In short, not all of the evidence had really been accounted for. The wisdom of flossing is such a given, nobody would aggressively discourage it for the sake of academic curiosity. As Holmes says, “It’s considered unethical to run randomized controlled trials without genuine uncertainty among experts regarding what works.”
Then, at least according to Holmes, along came a culprit called evidence-based medicine:
“The opposition between randomized controlled trials and expert opinion was fueled by the rise in the 1990s of the evidence-based medicine movement, which placed such trials atop a hierarchy of scientific methods, with expert opinion situated at the bottom.”
He provides a powerful illustration of what he’s talking about by pointing out, tongue-in-cheek, “We don’t know if parachutes really work because we have no randomized controlled trials of them.”
So, that’s what Annie must have been talking about. Evidence-based medicine appears to have generated a controversy about which matters most: The evidence from randomized control trials? Expert opinion? Whatever has worked well so far?
At least in healthcare, Holmes endorses a relatively even balance among these. “Expertise and systematic evaluation are partners, not rivals,” he says. “A strong demand for evidence is a good thing. But nurturing a more nuanced view of expertise should be part of that demand.”
But should we apply this same, even balance in evidence-based investing?
It does seem there are times when practical implications (think: costs) outweigh academic theory. That’s one reason there is room for never-ending debate among us as to what THE best investment strategy may be. That said, I think robust, academic evidence should be given more weight in evidence-based investing than may be warranted in evidence-based medicine.
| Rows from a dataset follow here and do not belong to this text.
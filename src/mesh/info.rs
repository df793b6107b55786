//! First pass over a geometry file: records per-part element-type counts,
//! connectivity offsets, and vertex counts without materialising any data.
//! The format carries no section lengths, so this pass is what lets the
//! geometry loader (second pass, see [`crate::mesh::geometry`]) allocate
//! exact-sized arrays up front instead of growing them as it reads.

use crate::data::part_map::PartNumberMap;
use crate::data::reader::ByteReader;
use crate::error::{EResult, EncasError};
use crate::mesh::elem::ElementKind;
use crate::mesh::header::{self, IdMode, RecordKind};

#[derive(Debug, Clone, Copy)]
pub struct ElementBlockInfo {
    pub kind: ElementKind,
    pub count: u32,
    /// Offset into the part's flattened connectivity array.
    pub offset: usize,
}

#[derive(Debug, Clone)]
pub struct PartMeshInfo {
    pub part_number: i32,
    pub element_blocks: Vec<ElementBlockInfo>,
    pub connectivity_length: usize,
    pub num_coords: usize,
}

#[derive(Debug, Clone)]
pub struct MeshInfo {
    pub parts: Vec<PartMeshInfo>,
    pub part_index: PartNumberMap,
}

struct PartBuilder {
    part_number: i32,
    num_coords: usize,
    blocks: Vec<ElementBlockInfo>,
    connectivity_length: usize,
}

impl PartBuilder {
    fn new(part_number: i32) -> Self {
        Self {
            part_number,
            num_coords: 0,
            blocks: Vec::new(),
            connectivity_length: 0,
        }
    }

    fn push_block(&mut self, kind: ElementKind, count: u32) {
        let offset = self.connectivity_length;
        self.blocks.push(ElementBlockInfo {
            kind,
            count,
            offset,
        });
        self.connectivity_length += count as usize * kind.vertices_per_element();
    }

    fn finish(self) -> PartMeshInfo {
        PartMeshInfo {
            part_number: self.part_number,
            element_blocks: self.blocks,
            connectivity_length: self.connectivity_length,
            num_coords: self.num_coords,
        }
    }
}

/// Scan a whole geometry file, recording per-part sizes without copying any
/// vertex or connectivity data.
pub fn scan(bytes: &[u8]) -> EResult<MeshInfo> {
    let mut reader = ByteReader::new(bytes);
    let gheader = header::parse_header(&mut reader)?;

    let mut parts = Vec::new();
    let mut part_index = PartNumberMap::default();
    let mut current: Option<PartBuilder> = None;

    let mut next_line = Some(header::skip_extents_and_next_line(&mut reader)?);

    while let Some(line) = next_line.take() {
        match header::classify(line) {
            RecordKind::Part => {
                if let Some(done) = current.take() {
                    part_index.insert(done.part_number, parts.len() as u32);
                    parts.push(done.finish());
                }
                let part_number = reader.read_i32()?;
                reader.read_binary_line()?;
                current = Some(PartBuilder::new(part_number));
            }
            RecordKind::Coordinates => {
                let part = current.as_mut().ok_or_else(|| {
                    rootcause::Report::new(EncasError::format(
                        "'coordinates' record outside a 'part' record",
                    ))
                })?;
                let nn = reader.read_i32()? as usize;
                part.num_coords = nn;
                if matches!(gheader.node_id_mode, IdMode::Given | IdMode::Ignore) {
                    reader.advance(nn * 4)?;
                }
                reader.advance(nn * 3 * 4)?;
            }
            RecordKind::Block => {
                return Err(rootcause::Report::new(EncasError::unsupported(
                    "structured (\"block\") geometry is not implemented",
                )));
            }
            RecordKind::Element(kind, is_ghost) => {
                if matches!(kind, ElementKind::NSided | ElementKind::NFaced) {
                    return Err(rootcause::Report::new(EncasError::unsupported(format!(
                        "'{}' elements are not implemented",
                        kind.token()
                    ))));
                }
                let part = current.as_mut().ok_or_else(|| {
                    rootcause::Report::new(EncasError::format(
                        "element record outside a 'part' record",
                    ))
                })?;
                let ne = reader.read_i32()? as usize;
                if matches!(gheader.element_id_mode, IdMode::Given | IdMode::Ignore) {
                    reader.advance(ne * 4)?;
                }
                let conn_len = ne * kind.vertices_per_element();
                reader.advance(conn_len * 4)?;
                if !is_ghost {
                    part.push_block(kind, ne as u32);
                }
            }
            RecordKind::Other(_) => break,
        }

        if reader.is_eof() {
            break;
        }
        next_line = Some(reader.read_binary_line()?);
    }

    if let Some(done) = current.take() {
        part_index.insert(done.part_number, parts.len() as u32);
        parts.push(done.finish());
    }

    Ok(MeshInfo { parts, part_index })
}

#[cfg(test)]
mod tests {
    use super::*;

    fn pad80(s: &[u8]) -> Vec<u8> {
        let mut v = s.to_vec();
        v.resize(80, 0);
        v
    }

    fn single_tetra_geometry() -> Vec<u8> {
        let mut data = Vec::new();
        data.extend(pad80(b"C Binary"));
        data.extend(pad80(b"desc1"));
        data.extend(pad80(b"desc2"));
        data.extend(pad80(b"node id off"));
        data.extend(pad80(b"element id off"));

        data.extend(pad80(b"part"));
        data.extend(1i32.to_le_bytes());
        data.extend(pad80(b"part description"));

        data.extend(pad80(b"coordinates"));
        data.extend(4i32.to_le_bytes());
        for v in [0.0f32, 1.0, 0.0, 0.0, 0.0, 1.0, 0.0, 0.0, 1.0, 0.0, 0.0, 1.0] {
            data.extend(v.to_le_bytes());
        }

        data.extend(pad80(b"tetra4"));
        data.extend(1i32.to_le_bytes());
        for v in [1i32, 2, 3, 4] {
            data.extend(v.to_le_bytes());
        }
        data
    }

    #[test]
    fn scans_single_part_single_tetra() {
        let data = single_tetra_geometry();
        let info = scan(&data).unwrap();
        assert_eq!(info.parts.len(), 1);
        let part = &info.parts[0];
        assert_eq!(part.part_number, 1);
        assert_eq!(part.num_coords, 4);
        assert_eq!(part.element_blocks.len(), 1);
        assert_eq!(part.element_blocks[0].kind, ElementKind::Tetra4);
        assert_eq!(part.element_blocks[0].count, 1);
        assert_eq!(part.element_blocks[0].offset, 0);
        assert_eq!(part.connectivity_length, 4);
        assert_eq!(info.part_index.get(1), Some(0));
    }

    #[test]
    fn ghost_blocks_are_skipped_but_not_recorded() {
        let mut data = Vec::new();
        data.extend(pad80(b"C Binary"));
        data.extend(pad80(b"desc1"));
        data.extend(pad80(b"desc2"));
        data.extend(pad80(b"node id off"));
        data.extend(pad80(b"element id off"));
        data.extend(pad80(b"part"));
        data.extend(1i32.to_le_bytes());
        data.extend(pad80(b"desc"));
        data.extend(pad80(b"coordinates"));
        data.extend(0i32.to_le_bytes());
        data.extend(pad80(b"g_tetra4"));
        data.extend(1i32.to_le_bytes());
        for v in [1i32, 2, 3, 4] {
            data.extend(v.to_le_bytes());
        }

        let info = scan(&data).unwrap();
        assert_eq!(info.parts[0].element_blocks.len(), 0);
        assert_eq!(info.parts[0].connectivity_length, 0);
    }

    #[test]
    fn block_keyword_is_rejected() {
        let mut data = Vec::new();
        data.extend(pad80(b"C Binary"));
        data.extend(pad80(b"desc1"));
        data.extend(pad80(b"desc2"));
        data.extend(pad80(b"node id off"));
        data.extend(pad80(b"element id off"));
        data.extend(pad80(b"part"));
        data.extend(1i32.to_le_bytes());
        data.extend(pad80(b"desc"));
        data.extend(pad80(b"block"));
        assert!(scan(&data).is_err());
    }
}
//! Second pass over a geometry file: materialises vertex arrays and
//! 0-based connectivity, guided by the part sizes an earlier
//! [`crate::mesh::info::scan`] recorded.

use crate::data::reader::ByteReader;
use crate::error::{EResult, EncasError};
use crate::mesh::elem::ElementKind;
use crate::mesh::header::{self, IdMode, RecordKind};
use crate::mesh::info::MeshInfo;

#[derive(Debug, Clone, Copy)]
pub struct ElementBlock {
    pub kind: ElementKind,
    pub vertices_per_element: usize,
    pub len: usize,
    pub offset: usize,
}

#[derive(Debug, Clone)]
pub struct MeshPart {
    pub part_number: i32,
    pub x: Vec<f32>,
    pub y: Vec<f32>,
    pub z: Vec<f32>,
    pub element_blocks: Vec<ElementBlock>,
    /// Flat, 0-based connectivity, concatenated across element blocks in
    /// the order they appear in `element_blocks`.
    pub connectivity: Vec<u32>,
}

#[derive(Debug, Clone, Default)]
pub struct Mesh {
    pub parts: Vec<MeshPart>,
}

struct PartState {
    part_number: i32,
    x: Vec<f32>,
    y: Vec<f32>,
    z: Vec<f32>,
    blocks: Vec<ElementBlock>,
    connectivity: Vec<u32>,
}

impl PartState {
    fn new(part_number: i32, info: &crate::mesh::info::PartMeshInfo) -> Self {
        Self {
            part_number,
            x: Vec::with_capacity(info.num_coords),
            y: Vec::with_capacity(info.num_coords),
            z: Vec::with_capacity(info.num_coords),
            blocks: Vec::with_capacity(info.element_blocks.len()),
            connectivity: Vec::with_capacity(info.connectivity_length),
        }
    }

    fn finish(self) -> MeshPart {
        MeshPart {
            part_number: self.part_number,
            x: self.x,
            y: self.y,
            z: self.z,
            element_blocks: self.blocks,
            connectivity: self.connectivity,
        }
    }
}

/// Materialise a mesh from `bytes`, cross-checked against the part order and
/// sizes recorded in `info`.
pub fn load(bytes: &[u8], info: &MeshInfo) -> EResult<Mesh> {
    let mut reader = ByteReader::new(bytes);
    let gheader = header::parse_header(&mut reader)?;

    let mut parts = Vec::with_capacity(info.parts.len());
    let mut part_cursor = 0usize;
    let mut current: Option<PartState> = None;

    let mut next_line = Some(header::skip_extents_and_next_line(&mut reader)?);

    while let Some(line) = next_line.take() {
        match header::classify(line) {
            RecordKind::Part => {
                if let Some(state) = current.take() {
                    parts.push(state.finish());
                    part_cursor += 1;
                }
                let part_number = reader.read_i32()?;
                reader.read_binary_line()?;
                let expected = info.parts.get(part_cursor).ok_or_else(|| {
                    rootcause::Report::new(EncasError::consistency(
                        "geometry file has more parts than the mesh-info scan recorded",
                    ))
                })?;
                if expected.part_number != part_number {
                    return Err(rootcause::Report::new(EncasError::consistency(format!(
                        "part number mismatch: mesh-info recorded {} but geometry has {part_number}",
                        expected.part_number
                    ))));
                }
                current = Some(PartState::new(part_number, expected));
            }
            RecordKind::Coordinates => {
                let nn = reader.read_i32()? as usize;
                if matches!(gheader.node_id_mode, IdMode::Given | IdMode::Ignore) {
                    reader.advance(nn * 4)?;
                }
                let x = reader.read_f32_array(nn)?;
                let y = reader.read_f32_array(nn)?;
                let z = reader.read_f32_array(nn)?;
                let state = current.as_mut().ok_or_else(|| {
                    rootcause::Report::new(EncasError::format(
                        "'coordinates' record outside a 'part' record",
                    ))
                })?;
                state.x = x;
                state.y = y;
                state.z = z;
            }
            RecordKind::Block => {
                return Err(rootcause::Report::new(EncasError::unsupported(
                    "structured (\"block\") geometry is not implemented",
                )));
            }
            RecordKind::Element(kind, is_ghost) => {
                let ne = reader.read_i32()? as usize;
                if matches!(gheader.element_id_mode, IdMode::Given | IdMode::Ignore) {
                    reader.advance(ne * 4)?;
                }
                if matches!(kind, ElementKind::NSided | ElementKind::NFaced) {
                    return Err(rootcause::Report::new(EncasError::unsupported(format!(
                        "'{}' elements are not implemented",
                        kind.token()
                    ))));
                }
                let vpe = kind.vertices_per_element();
                if is_ghost {
                    reader.advance(ne * vpe * 4)?;
                } else {
                    let raw = reader.read_i32_array(ne * vpe)?;
                    let state = current.as_mut().ok_or_else(|| {
                        rootcause::Report::new(EncasError::format(
                            "element record outside a 'part' record",
                        ))
                    })?;
                    let offset = state.connectivity.len();
                    for v in raw {
                        let zero_based = v - 1;
                        if zero_based < 0 {
                            return Err(rootcause::Report::new(EncasError::consistency(
                                "connectivity index is not a positive 1-based index",
                            )));
                        }
                        state.connectivity.push(zero_based as u32);
                    }
                    state.blocks.push(ElementBlock {
                        kind,
                        vertices_per_element: vpe,
                        len: ne * vpe,
                        offset,
                    });
                }
            }
            RecordKind::Other(_) => break,
        }

        if reader.is_eof() {
            break;
        }
        next_line = Some(reader.read_binary_line()?);
    }

    if let Some(state) = current.take() {
        parts.push(state.finish());
    }

    Ok(Mesh { parts })
}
In medicine, the study groups are human beings, and I believe the data is often gathered in real time. How will one treatment’s outcome compare to others?
In financial economics, we study capital markets and, typically, their historical financial data points. How have various markets performed under various conditions?
So, I still think too much “expert” evaluation may cause more harm than good in evidence-based investing. Evidence-based medicine and investing share common ground, but they are not identical.
Has the evidence been peer-reviewed? Is it free from bias? Repeated and replicated? Has it proven out over enough time? This last one seems especially important in our incredibly impatient world – especially when it comes to adding new techniques and tactics to what’s already been serving evidence-based investors well for decades.
To me as an individual investor, these are the questions worth focusing on before I make any changes to my own holdings.
Oh and, by the way, I intend to keep flossing. Every day.